A Biden Administration - more opportunities for EU/UK-US trade?

While the battle for the White House is never truly finished, EU and UK business owners and entrepreneurs are looking with excitement over the Atlantic for signs of opportunities for more trade with the US. So, what are the prospects of a US-UK or EU-US FTA in the next months and years to come? How can EU & British businesses leverage the opportunity for a closer relationship with the US after these elections? We take a look.

Getting a deal with America is not as easy as one may think Trading with America has never been straightforward, especially if you are European, and regardless if a Democrat or a Republican occupied the White House. 

More than five years ago, under the Obama administration, the EU and the US froze far advanced negotiations on what was known the Transatlantic Trade and Investment Partnership (TTIP), amongst fierce criticism and public opposition and fear of possible negative impacts on democracy, influence, health, economy, society and the environment. What would have been a far-reaching trade agreement between the European Union and the United States with an estimated potential to increase trade between the two regions and boost economies by €120 billion (EU) or €90 billion (US), never came to be. Today, the deal is "obsolete and no longer relevant" by the European Commission. 

Under Trump: US Lobsters win big, Harley Davidsons lose out  Today, a Republican White House is engulfed in a trade conflict with the European Union on its subsidies for aircraft maker Airbus and gained support from the WTO (subsequently the WTO also supported a counterclaim by the Europeans on illegal subsidies of the US for Boing). Both camps threaten to charge additional customs duty on various products, ranging from steel to Tennessee Whiskey and Harley-Davidson. If enacted, these products would be much more expensive to import into the EU, whilst other EU products also face punitive duties. Yet one US sector is about to win big under a Republican White House: Under a mini deal struck, the EU will eliminate tariffs on imports of U.S. live and frozen lobster products. U.S. exports of these products to the EU were over $111 million in 2017. Some may even speculate that this is why President Trump won one electoral vote in Maine in the 2020 race?

Lessons for a UK-US trade deal For the UK, a Biden Administration might be more challenging that a Trump administration, as Biden is on record as not supporting Brexit and favouring multilateralism rather than unilateralism. But maybe it's not that simple. So, what can the British learn from the past for our negotiations with the US? I think there are three lessons: 

First, I would argue that trade agreements of this magnitude are a highly political affair and the negotiations strategies can change when trade negotiators and their leaders change. As Biden prefers a multilateral rather than a bilateral approach to trade negotiations, could his priorities shift to resurrecting a withering WTO or picking up the abandoned trade deal with Europe, rather than pushing through a deal with Britain? 

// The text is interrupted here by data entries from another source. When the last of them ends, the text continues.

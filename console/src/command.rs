//! Line commands read from stdin
//!
//! Copyright (c) 2025 Mohammad Atashi <mohammadaliatashi@icloud.com>

use std::path::PathBuf;

use pagesim_core::{AlgorithmId, Key, Speed};
use thiserror::Error;

pub const HELP: &str = "\
Commands:
  run                      submit the form
  random                   fill the form with a random reference string
  frames <n>               set the frame count
  ref <string>             set the reference string
  toggle <algorithm>       select or deselect fifo, lru or optimal
  samples                  list the sample inputs
  sample <n>               load sample n into the form
  algorithms               describe the available algorithms
  prev | left | h          previous step
  next | right | l         next step
  play | pause | space | p toggle auto-advance
  speed <fast|medium|slow> set the auto-advance speed
  tab <n>                  show step-by-step tab n
  save [path]              export the comparison graph
  show                     redraw the form and results
  help                     this text
  quit                     exit";

#[derive(Debug, Clone, PartialEq, Eq)]
pub enum Command {
    Run,
    Random,
    Frames(String),
    Reference(String),
    Toggle(AlgorithmId),
    Samples,
    /// 0-based sample index
    Sample(usize),
    Algorithms,
    Key(Key),
    Speed(Speed),
    /// 0-based tab index
    Tab(usize),
    Save(Option<PathBuf>),
    Show,
    Help,
    Quit,
    Empty,
}

#[derive(Error, Debug, Clone, PartialEq, Eq)]
pub enum CommandError {
    #[error("Unknown command '{0}'. Type 'help' for the list of commands.")]
    Unknown(String),

    #[error("'{0}' needs an argument. Type 'help' for usage.")]
    MissingArgument(&'static str),

    #[error("Invalid argument for '{command}': {value}")]
    InvalidArgument { command: &'static str, value: String },
}

/// Parse one input line
pub fn parse(line: &str) -> Result<Command, CommandError> {
    let line = line.trim();
    let (word, rest) = match line.split_once(char::is_whitespace) {
        Some((word, rest)) => (word, rest.trim()),
        None => (line, ""),
    };

    let command = match word.to_ascii_lowercase().as_str() {
        "" => Command::Empty,
        "run" => Command::Run,
        "random" => Command::Random,
        "frames" => Command::Frames(required("frames", rest)?.to_string()),
        "ref" => Command::Reference(required("ref", rest)?.to_string()),
        "toggle" => Command::Toggle(AlgorithmId::new(required("toggle", rest)?)),
        "samples" => Command::Samples,
        "sample" => Command::Sample(index("sample", rest)?),
        "algorithms" => Command::Algorithms,
        "prev" | "left" | "h" => Command::Key(Key::ArrowLeft),
        "next" | "right" | "l" => Command::Key(Key::ArrowRight),
        "play" | "pause" | "space" | "p" => Command::Key(Key::Space),
        "speed" => {
            let value = required("speed", rest)?;
            Command::Speed(value.parse().map_err(|_| CommandError::InvalidArgument {
                command: "speed",
                value: value.to_string(),
            })?)
        }
        "tab" => Command::Tab(index("tab", rest)?),
        "save" => Command::Save((!rest.is_empty()).then(|| PathBuf::from(rest))),
        "show" => Command::Show,
        "help" | "?" => Command::Help,
        "quit" | "exit" | "q" => Command::Quit,
        _ => return Err(CommandError::Unknown(word.to_string())),
    };
    Ok(command)
}

fn required<'a>(command: &'static str, rest: &'a str) -> Result<&'a str, CommandError> {
    if rest.is_empty() {
        Err(CommandError::MissingArgument(command))
    } else {
        Ok(rest)
    }
}

/// 1-based position as typed, 0-based index as used
fn index(command: &'static str, rest: &str) -> Result<usize, CommandError> {
    let value = required(command, rest)?;
    match value.parse::<usize>() {
        Ok(position) if position >= 1 => Ok(position - 1),
        _ => Err(CommandError::InvalidArgument {
            command,
            value: value.to_string(),
        }),
    }
}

Secondly,  to be successful, negotiations with the US should be transparent and ensure that all voices in the United Kingdom are heard, from farmers to environmentalist, to the finance sector and NGOs. People will only buy into a deal with the US, if the way they live, work, eat can be maintained and the environment, animals and plants protected. Failing to involve civil society at an early stage can spell disaster, as the EU deal has shown. Remember, if it would be easy to get a deal with America, the EU would have already gotten one. 

Thirdly, FTA negotiations are complex and usually lengthy. Negotiators spent years debating, drafting and re-drafting, then politicians need to ratify such deal with national and even regional parliaments to become law of the land. This cannot be rushed and done overnight. We should not expect a deal in the next couple of months, it could even be years or, even, never.

Should we ever get one, brace yourself! A leaked draft T-TIP agreement had over 1000 pages. Businesses hoping for zero-tariff market access to the US will find themselves flicking through pages and pages of lawyer talk to figure how to apply the rules of such agreement.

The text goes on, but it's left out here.